** DATA EXTRACTS follows **

//! Fallback configuration
//!
//! Defaults match the shader locations shipped with the driver package.
//! A JSON file may override them; `XCLIPSE_SIDE_LOG` and
//! `XCLIPSE_TUNE_REPORT` override the output locations.

use crate::job::DEFAULT_MAX_FORMAT_ID_LEN;
use crate::resolver::{SearchPath, DEFAULT_SEARCH_PATHS};
use serde::{Deserialize, Serialize};
use std::path::{Path, PathBuf};

pub const ENV_SIDE_LOG: &str = "XCLIPSE_SIDE_LOG";
pub const ENV_TUNE_REPORT: &str = "XCLIPSE_TUNE_REPORT";

pub const DEFAULT_SIDE_LOG: &str = "/data/local/tmp/xeno_wrapper.log";
pub const PACKAGE_SIDE_LOG: &str = "/var/log/xeno_wrapper.log";
pub const DEFAULT_TUNE_REPORT: &str = "/data/local/tmp/xeno_tune_report.json";

/// Configuration for fallback resolution and its outputs
#[derive(Debug, Clone, PartialEq, Eq, Serialize, Deserialize)]
#[serde(default)]
pub struct FallbackConfig {
    /// Shader directories, probed in order
    pub search_paths: Vec<PathBuf>,

    /// Cap on stored format names, in bytes
    pub max_format_id_len: usize,

    /// Side log file, in addition to stderr
    pub side_log: Option<PathBuf>,

    /// Where the tune report is written
    pub tune_report: PathBuf,
}

impl Default for FallbackConfig {
    fn default() -> Self {
        Self {
            search_paths: DEFAULT_SEARCH_PATHS.iter().copied().map(PathBuf::from).collect(),
            max_format_id_len: DEFAULT_MAX_FORMAT_ID_LEN,
            side_log: Some(PathBuf::from(DEFAULT_SIDE_LOG)),
            tune_report: PathBuf::from(DEFAULT_TUNE_REPORT),
        }
    }
}

impl FallbackConfig {
    /// Load from a JSON file; missing keys keep their defaults
    pub fn load(path: &Path) -> Result<Self, ConfigError> {
        let content = std::fs::read_to_string(path).map_err(|source| ConfigError::Read {
            path: path.to_path_buf(),
            source,
        })?;

        let config: Self = serde_json::from_str(&content).map_err(|source| ConfigError::Parse {
            path: path.to_path_buf(),
            source,
        })?;

        config.validate()?;
        Ok(config)
    }

    /// Apply `XCLIPSE_SIDE_LOG` / `XCLIPSE_TUNE_REPORT` from the process environment
    pub fn with_env_overrides(self) -> Self {
        self.with_overrides_from(|name| std::env::var(name).ok())
    }

    pub fn with_overrides_from<F>(mut self, lookup: F) -> Self
    where
        F: Fn(&str) -> Option<String>,
    {
        if let Some(log) = lookup(ENV_SIDE_LOG).filter(|v| !v.is_empty()) {
            self.side_log = Some(PathBuf::from(log));
        }
        if let Some(report) = lookup(ENV_TUNE_REPORT).filter(|v| !v.is_empty()) {
            self.tune_report = PathBuf::from(report);
        }
        self
    }

    /// Validate the configuration
    pub fn validate(&self) -> Result<(), ConfigError> {
        if self.search_paths.is_empty() {
            return Err(ConfigError::EmptySearchPath);
        }

        if self.max_format_id_len == 0 {
            return Err(ConfigError::ZeroFormatIdLength);
        }

        Ok(())
    }

    pub fn search_path(&self) -> SearchPath {
        SearchPath::new(self.search_paths.iter().cloned())
    }
}

/// Configuration errors
#[derive(Debug, thiserror::Error)]
pub enum ConfigError {
    #[error("Failed to read config {path}: {source}")]
    Read {
        path: PathBuf,
        #[source]
        source: std::io::Error,
    },

    #[error("Invalid config {path}: {source}")]
    Parse {
        path: PathBuf,
        #[source]
        source: serde_json::Error,
    },

    #[error("At least one shader search path is required")]
    EmptySearchPath,

    #[error("max_format_id_len must be greater than zero")]
    ZeroFormatIdLength,
}

#[cfg(test)]
mod tests {
    use super::*;
    use tempfile::TempDir;

    #[test]
    fn test_defaults_are_valid() {
        let config = FallbackConfig::default();
        assert!(config.validate().is_ok());
        assert_eq!(config.search_paths.len(), 3);
        assert_eq!(config.max_format_id_len, 63);
        assert_eq!(config.search_path().dirs(), SearchPath::default().dirs());
    }

    #[test]
    fn test_load_partial_file() {
        let temp = TempDir::new().unwrap();
        let path = temp.path().join("bcfallback.json");
        std::fs::write(&path, r#"{ "search_paths": ["/opt/shaders/"] }"#).unwrap();

        let config = FallbackConfig::load(&path).unwrap();
        assert_eq!(config.search_paths, vec![PathBuf::from("/opt/shaders/")]);
        assert_eq!(config.max_format_id_len, DEFAULT_MAX_FORMAT_ID_LEN);
    }

    #[test]
    fn test_load_rejects_empty_search_path() {
        let temp = TempDir::new().unwrap();
        let path = temp.path().join("bcfallback.json");
        std::fs::write(&path, r#"{ "search_paths": [] }"#).unwrap();

        assert!(matches!(
            FallbackConfig::load(&path),
            Err(ConfigError::EmptySearchPath)
        ));
    }

    #[test]
    fn test_load_bad_json() {
        let temp = TempDir::new().unwrap();
        let path = temp.path().join("bcfallback.json");
        std::fs::write(&path, "not json").unwrap();

        assert!(matches!(
            FallbackConfig::load(&path),
            Err(ConfigError::Parse { .. })
        ));
        assert!(matches!(
            FallbackConfig::load(&temp.path().join("missing.json")),
            Err(ConfigError::Read { .. })
        ));
    }

    #[test]
    fn test_env_overrides() {
        let config = FallbackConfig::default().with_overrides_from(|name| match name {
            ENV_SIDE_LOG => Some("/tmp/side.log".to_string()),
            ENV_TUNE_REPORT => Some(String::new()),
            _ => None,
        });
        assert_eq!(config.side_log, Some(PathBuf::from("/tmp/side.log")));
        assert_eq!(config.tune_report, PathBuf::from(DEFAULT_TUNE_REPORT));
    }
}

** End of DATA EXTRACTS **

TASK
Each of the entries must be set down exactly, none omitted.

OUTPUT
//! Fallback configuration
//!
//! Defaults match the shader locations shipped with the driver package.
//! A JSON file may override them; `XCLIPSE_SIDE_LOG` and
//! `XCLIPSE_TUNE_REPORT` override the output locations.

use crate::job::DEFAULT_MAX_FORMAT_ID_LEN;
use crate::resolver::{SearchPath, DEFAULT_SEARCH_PATHS};
use serde::{Deserialize, Serialize};
use std::path::{Path, PathBuf};

pub const ENV_SIDE_LOG: &str = "XCLIPSE_SIDE_LOG";
pub const ENV_TUNE_REPORT: &str = "XCLIPSE_TUNE_REPORT";

pub const DEFAULT_SIDE_LOG: &str = "/data/local/tmp/xeno_wrapper.log";
pub const PACKAGE_SIDE_LOG: &str = "/var/log/xeno_wrapper.log";
pub const DEFAULT_TUNE_REPORT: &str = "/data/local/tmp/xeno_tune_report.json";

/// Configuration for fallback resolution and its outputs
#[derive(Debug, Clone, PartialEq, Eq, Serialize, Deserialize)]
#[serde(default)]
pub struct FallbackConfig {
    /// Shader directories, probed in order
    pub search_paths: Vec<PathBuf>,

    /// Cap on stored format names, in bytes
    pub max_format_id_len: usize,

    /// Side log file, in addition to stderr
    pub side_log: Option<PathBuf>,

    /// Where the tune report is written
    pub tune_report: PathBuf,
}

impl Default for FallbackConfig {
    fn default() -> Self {
        Self {
            search_paths: DEFAULT_SEARCH_PATHS.iter().copied().map(PathBuf::from).collect(),
            max_format_id_len: DEFAULT_MAX_FORMAT_ID_LEN,
            side_log: Some(PathBuf::from(DEFAULT_SIDE_LOG)),
            tune_report: PathBuf::from(DEFAULT_TUNE_REPORT),
        }
    }
}

impl FallbackConfig {
    /// Load from a JSON file; missing keys keep their defaults
    pub fn load(path: &Path) -> Result<Self, ConfigError> {
        let content = std::fs::read_to_string(path).map_err(|source| ConfigError::Read {
            path: path.to_path_buf(),
            source,
        })?;

        let config: Self = serde_json::from_str(&content).map_err(|source| ConfigError::Parse {
            path: path.to_path_buf(),
            source,
        })?;

        config.validate()?;
        Ok(config)
    }

    /// Apply `XCLIPSE_SIDE_LOG` / `XCLIPSE_TUNE_REPORT` from the process environment
    pub fn with_env_overrides(self) -> Self {
        self.with_overrides_from(|name| std::env::var(name).ok())
    }

    pub fn with_overrides_from<F>(mut self, lookup: F) -> Self
    where
        F: Fn(&str) -> Option<String>,
    {
        if let Some(log) = lookup(ENV_SIDE_LOG).filter(|v| !v.is_empty()) {
            self.side_log = Some(PathBuf::from(log));
        }
        if let Some(report) = lookup(ENV_TUNE_REPORT).filter(|v| !v.is_empty()) {
            self.tune_report = PathBuf::from(report);
        }
        self
    }

    /// Validate the configuration
    pub fn validate(&self) -> Result<(), ConfigError> {
        if self.search_paths.is_empty() {
            return Err(ConfigError::EmptySearchPath);
        }

        if self.max_format_id_len == 0 {
            return Err(ConfigError::ZeroFormatIdLength);
        }

        Ok(())
    }

    pub fn search_path(&self) -> SearchPath {
        SearchPath::new(self.search_paths.iter().cloned())
    }
}

/// Configuration errors
#[derive(Debug, thiserror::Error)]
pub enum ConfigError {
    #[error("Failed to read config {path}: {source}")]
    Read {
        path: PathBuf,
        #[source]
        source: std::io::Error,
    },

    #[error("Invalid config {path}: {source}")]
    Parse {
        path: PathBuf,
        #[source]
        source: serde_json::Error,
    },

    #[error("At least one shader search path is required")]
    EmptySearchPath,

    #[error("max_format_id_len must be greater than zero")]
    ZeroFormatIdLength,
}

#[cfg(test)]
mod tests {
    use super::*;
    use tempfile::TempDir;

    #[test]
    fn test_defaults_are_valid() {
        let config = FallbackConfig::default();
        assert!(config.validate().is_ok());
        assert_eq!(config.search_paths.len(), 3);
        assert_eq!(config.max_format_id_len, 63);
        assert_eq!(config.search_path().dirs(), SearchPath::default().dirs());
    }

    #[test]
    fn test_load_partial_file() {
        let temp = TempDir::new().unwrap();
        let path = temp.path().join("bcfallback.json");
        std::fs::write(&path, r#"{ "search_paths": ["/opt/shaders/"] }"#).unwrap();

        let config = FallbackConfig::load(&path).unwrap();
        assert_eq!(config.search_paths, vec![PathBuf::from("/opt/shaders/")]);
        assert_eq!(config.max_format_id_len, DEFAULT_MAX_FORMAT_ID_LEN);
    }

    #[test]
    fn test_load_rejects_empty_search_path() {
        let temp = TempDir::new().unwrap();
        let path = temp.path().join("bcfallback.json");
        std::fs::write(&path, r#"{ "search_paths": [] }"#).unwrap();

        assert!(matches!(
            FallbackConfig::load(&path),
            Err(ConfigError::EmptySearchPath)
        ));
    }

    #[test]
    fn test_load_bad_json() {
        let temp = TempDir::new().unwrap();
        let path = temp.path().join("bcfallback.json");
        std::fs::write(&path, "not json").unwrap();

        assert!(matches!(
            FallbackConfig::load(&path),
            Err(ConfigError::Parse { .. })
        ));
        assert!(matches!(
            FallbackConfig::load(&temp.path().join("missing.json")),
            Err(ConfigError::Read { .. })
        ));
    }

    #[test]
    fn test_env_overrides() {
        let config = FallbackConfig::default().with_overrides_from(|name| match name {
            ENV_SIDE_LOG => Some("/tmp/side.log".to_string()),
            ENV_TUNE_REPORT => Some(String::new()),
            _ => None,
        });
        assert_eq!(config.side_log, Some(PathBuf::from("/tmp/side.log")));
        assert_eq!(config.tune_report, PathBuf::from(DEFAULT_TUNE_REPORT));
    }
}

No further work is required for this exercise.